There are no stunts. There are no gimmicks. There will be no deceiving supporters. Just her, her attitude, and her most powerful weapon: music!
Brenda let the music scream and the rest of the world murmur. Yes, she had her share of high-profile controversies, but she never put attention before of music. Brenda always made sure she delivered when she sang, and she will be remembered as the G.O.A.T.
I was recently angered when Makhadzi and King Monada, who have the potential to be famous one day, came out last week and revealed that they willingly participated in a ridiculous “fake battle” over a song for the purpose of publicity.
In a country where exploitation in the music business is so prevalent, their prank irritated me to no end.
I nearly choked when I heard one of the managers triumphantly exclaim on the radio, “any publicity is good PR.” Yes, umm, no. Perhaps this was the case in the 1990s, when all celebrities had to keep them “relevant” or current were Sunday papers and tabloids.
The concept that “any publicity is good PR” is just not true in the age of social media – an age of genuine, meaningful interactions with your fans and the people who buy your music and like your personality.
There is no longer a need for a middleman. So when you lie, you are openly deceiving your fans. And lying to the same supporters who are always ready to establish a hashtag and fight for your honor (as they did when Makhadzi just cried wolf) would almost certainly backfire.
Perhaps I’m overly sensitive, but I’ve never been able to enjoy any giving from the female musician who duped us into thinking a famous couple married for the sake of her music video fame.

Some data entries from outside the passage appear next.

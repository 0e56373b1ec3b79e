use tracing_subscriber::{layer::SubscriberExt, util::SubscriberInitExt, EnvFilter};

/// Logs go to stderr so they never interleave with prompts on stdout.
pub fn init_cli_logger(verbose: bool) {
    let filter = if verbose {
        EnvFilter::try_from_default_env()
            .unwrap_or_else(|_| EnvFilter::new("imei_gen=debug,warn"))
    } else {
        EnvFilter::try_from_default_env()
            .unwrap_or_else(|_| EnvFilter::new("imei_gen=warn"))
    };

    tracing_subscriber::registry()
        .with(filter)
        .with(
            tracing_subscriber::fmt::layer()
                .with_writer(std::io::stderr)
                .with_target(false)
                .with_thread_ids(false)
                .with_file(false)
                .with_line_number(false)
                .compact(),
        )
        .init();
}
use crate::core::luhn;
use crate::domain::model::{Alphabet, Imei, Prefix, BODY_LEN};
use crate::domain::ports::DigitSource;
use crate::utils::error::Result;

pub struct ImeiGenerator<D: DigitSource> {
    digits: D,
    alphabet: Alphabet,
}

impl<D: DigitSource> ImeiGenerator<D> {
    pub fn new(digits: D) -> Self {
        Self {
            digits,
            alphabet: Alphabet::decimal(),
        }
    }

    /// Pads `prefix` with random digits up to 14 and appends the check digit.
    pub fn generate(&mut self, prefix: &Prefix) -> Result<Imei> {
        let mut body = String::with_capacity(BODY_LEN + 1);
        body.push_str(prefix.as_str());

        while body.len() < BODY_LEN {
            let radix = self.alphabet.len();
            let value = self.digits.next_digit(radix) % radix;
            body.push(self.alphabet.symbol(value));
        }

        let check_digit = luhn::calc_check_digit(&body, &self.alphabet)?;
        Ok(Imei::from_body(body, check_digit))
    }
}

#[cfg(test)]
mod tests {
    use super::*;
    use crate::domain::model::IMEI_LEN;
    use crate::domain::ports::RandomDigits;
    use rand::rngs::StdRng;
    use rand::SeedableRng;

    struct FixedDigits(Vec<usize>, usize);

    impl DigitSource for FixedDigits {
        fn next_digit(&mut self, _radix: usize) -> usize {
            let digit = self.0[self.1 % self.0.len()];
            self.1 += 1;
            digit
        }
    }

    #[test]
    fn test_generate_with_zero_padding() {
        let mut generator = ImeiGenerator::new(FixedDigits(vec![0], 0));
        let prefix = Prefix::parse("12345678").unwrap();

        let imei = generator.generate(&prefix).unwrap();
        assert_eq!(imei.as_str(), "123456780000002");
    }

    #[test]
    fn test_padding_consumes_digits_in_order() {
        let mut generator = ImeiGenerator::new(FixedDigits(vec![3, 2, 3, 7, 5, 1], 0));
        let prefix = Prefix::parse("49015420").unwrap();

        let imei = generator.generate(&prefix).unwrap();
        assert_eq!(imei.as_str(), "490154203237518");
        assert_eq!(imei.serial(), "323751");
    }

    #[test]
    fn test_twelve_digit_prefix_needs_two_padding_digits() {
        let mut generator = ImeiGenerator::new(FixedDigits(vec![9], 0));
        let prefix = Prefix::parse("123456789012").unwrap();

        let imei = generator.generate(&prefix).unwrap();
        assert!(imei.as_str().starts_with("12345678901299"));
        assert_eq!(generator.digits.1, 2);
    }

    #[test]
    fn test_generated_records_keep_prefix_and_validate() {
        let mut generator = ImeiGenerator::new(RandomDigits::new(StdRng::seed_from_u64(1)));
        let alphabet = Alphabet::decimal();

        for prefix in ["35693803", "356938035", "3569380356", "35693803564", "356938035643"] {
            let prefix = Prefix::parse(prefix).unwrap();
            for _ in 0..25 {
                let imei = generator.generate(&prefix).unwrap();
                assert_eq!(imei.as_str().len(), IMEI_LEN);
                assert!(imei.as_str().starts_with(prefix.as_str()));
                assert!(luhn::is_valid(imei.as_str(), &alphabet));
            }
        }
    }

    #[test]
    fn test_out_of_range_digits_are_reduced() {
        let mut generator = ImeiGenerator::new(FixedDigits(vec![13, 10, usize::MAX], 0));
        let prefix = Prefix::parse("86012345").unwrap();

        let imei = generator.generate(&prefix).unwrap();
        assert!(imei.as_str().starts_with("86012345305305"));
        assert!(luhn::is_valid(imei.as_str(), &Alphabet::decimal()));
    }
}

I’m also not going to jump on any offers from the presenter-turned-rapper who had the entire country convinced she crashed her vehicle and died when, in fact, she was alive and well, just securing her influencer bag.
Anything they have to offer will need a miracle for me to spend my hard-earned money on.

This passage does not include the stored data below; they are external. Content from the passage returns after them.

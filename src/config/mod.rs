pub mod cli;

use crate::domain::model::Prefix;
use crate::domain::ports::ConfigProvider;
use crate::utils::error::{ImeiError, Result};
use crate::utils::validation::{self, Validate};
use clap::Parser;
use std::path::{Path, PathBuf};

#[derive(Debug, Clone, Parser)]
#[command(name = "imei-gen")]
#[command(about = "Generate Luhn-valid IMEI numbers from a TAC/serial prefix")]
pub struct CliConfig {
    /// Directory the generated files are written to
    #[arg(long, default_value = ".")]
    pub output_dir: PathBuf,

    /// Output filename stem; files are named <BASE_NAME>_<N>.<EXTENSION>
    #[arg(long, default_value = "generated_imeis")]
    pub base_name: String,

    #[arg(long, default_value = "txt")]
    pub extension: String,

    /// First 8 - 12 digits; together with --count runs a single round without prompts
    #[arg(long, requires = "count")]
    pub prefix: Option<String>,

    /// Number of IMEIs to generate in the non-interactive round
    #[arg(long, requires = "prefix")]
    pub count: Option<String>,

    /// Seed for reproducible output
    #[arg(long)]
    pub seed: Option<u64>,

    #[arg(short, long, help = "Enable verbose output")]
    pub verbose: bool,
}

impl CliConfig {
    /// The prefix and count of a non-interactive round, if one was requested.
    pub fn batch_round(&self) -> Result<Option<(Prefix, usize)>> {
        match (&self.prefix, &self.count) {
            (Some(prefix), Some(count)) => {
                let prefix = Prefix::parse(prefix.trim())?;
                let count = validation::parse_count(count.trim())?;
                Ok(Some((prefix, count)))
            }
            (None, None) => Ok(None),
            _ => Err(ImeiError::InvalidInputError {
                field: "prefix/count".to_string(),
                value: String::new(),
                reason: "--prefix and --count must be given together".to_string(),
            }),
        }
    }
}

impl ConfigProvider for CliConfig {
    fn output_dir(&self) -> &Path {
        &self.output_dir
    }

    fn base_name(&self) -> &str {
        &self.base_name
    }

    fn extension(&self) -> &str {
        &self.extension
    }
}

impl Validate for CliConfig {
    fn validate(&self) -> Result<()> {
        validation::validate_path("output_dir", &self.output_dir.to_string_lossy())?;
        validation::validate_file_component("base_name", &self.base_name)?;
        validation::validate_file_component("extension", &self.extension)?;
        self.batch_round()?;
        Ok(())
    }
}
//! End-to-end checks of the sudoku solver against the grid validator.

#[macro_use]
extern crate lazy_static;

use sudoku_dlx::{AlgorithmXSolver, Grid, SudokuSolver};

const CLASSIC: &str =
    "53..7....6..195....98....6.8...6...34..8.3..17...2...6.6....28....419..5....8..79";
const CLASSIC_SOLVED: &str =
    "534678912672195348198342567859761423426853791751423869963574281287419635345286179";
const FULL: &str =
    "123456789456789123789123456234567891567891234891234567345678912678912345912345678";

lazy_static! {
    static ref SOLVER: AlgorithmXSolver = AlgorithmXSolver::new();
}

#[test]
fn classic_puzzle_has_the_known_unique_solution() {
    let puzzle: Grid = CLASSIC.parse().unwrap();
    let solved = SOLVER.solve(puzzle).unwrap();
    assert_eq!(solved.to_line(), CLASSIC_SOLVED);
    assert!(solved.is_solved());
}

#[test]
fn givens_are_preserved() {
    let puzzle: Grid = CLASSIC.parse().unwrap();
    let solved = SOLVER.solve(puzzle).unwrap();
    for (row, col, value) in puzzle.cells() {
        if value != 0 {
            assert_eq!(solved.get(row, col), value);
        }
    }
}

#[test]
fn already_solved_grid_comes_back_unchanged() {
    let full: Grid = FULL.parse().unwrap();
    assert!(full.is_solved());
    assert_eq!(SOLVER.solve(full), Some(full));
}

#[test]
fn contradictory_givens_have_no_solution() {
    // Two 5s in the top row.
    let puzzle: Grid = format!("5.5{}", ".".repeat(78)).parse().unwrap();
    assert_eq!(SOLVER.solve(puzzle), None);
}

#[test]
fn contradiction_in_a_box_has_no_solution() {
    // Two 7s in the top-left box, different row and column.
    let mut puzzle = Grid::default();
    puzzle.set(0, 0, 7);
    puzzle.set(1, 1, 7);
    assert_eq!(SOLVER.solve(puzzle), None);
}

#[test]
fn empty_grid_gets_some_valid_completion() {
    let solved = SOLVER.solve(Grid::default()).unwrap();
    assert!(solved.is_solved());
}

#[test]
fn solving_is_deterministic() {
    let puzzle: Grid = CLASSIC.parse().unwrap();
    assert_eq!(SOLVER.solve(puzzle), SOLVER.solve(puzzle));

    // Also for an underdetermined puzzle with many completions.
    let first = SOLVER.solve(Grid::default());
    let second = SOLVER.solve(Grid::default());
    assert_eq!(first, second);
}

#[test]
fn one_solver_instance_handles_many_puzzles() {
    for line in [CLASSIC, FULL] {
        let solved = SOLVER.solve(line.parse().unwrap()).unwrap();
        assert!(solved.is_solved());
    }
}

For me, dumb antics cost me admirers, which isn’t worth it. Why would you risk losing those who have demonstrated their support for your skill by endorsing it?
Look, there are certain people whose abilities the country still questions, and they may have to work harder to win our attention. It is nearly acceptable for a Skolopad or Big Xhosa to go above and above in their public relations antics.
They must hold the attention of the country long enough to finally win us over with their abilities.
Why do you feel the need to deceive as an artist when you have been recognized by thousands of people who agree that you are brilliant and worth their money or data as they buy or download your song?
Both King Monada and Makhadzi are well-known performers, and their fan base has developed over the years from a handful of individuals in Limpopo who overheard their songs at the taxi queue to being streamed countrywide and broadcast on major radio stations. Because of who they are and the music they produce, both of them have spoken on worldwide stages.
They have a tremendous track record, and it’s a shame they want to sully it with foolish, phony arguments in which they shamelessly lie to people who care about them and then expect them not to be insulted.
In essence, the couple only have one task. That is to say, to make good music. There is nothing else.
True hit songs bring you more fans, more notoriety, and finally elevate you from a decent hardworking musician to a great artist.
So leave the ridiculous antics to the stuntmen and concentrate your efforts on becoming excellent.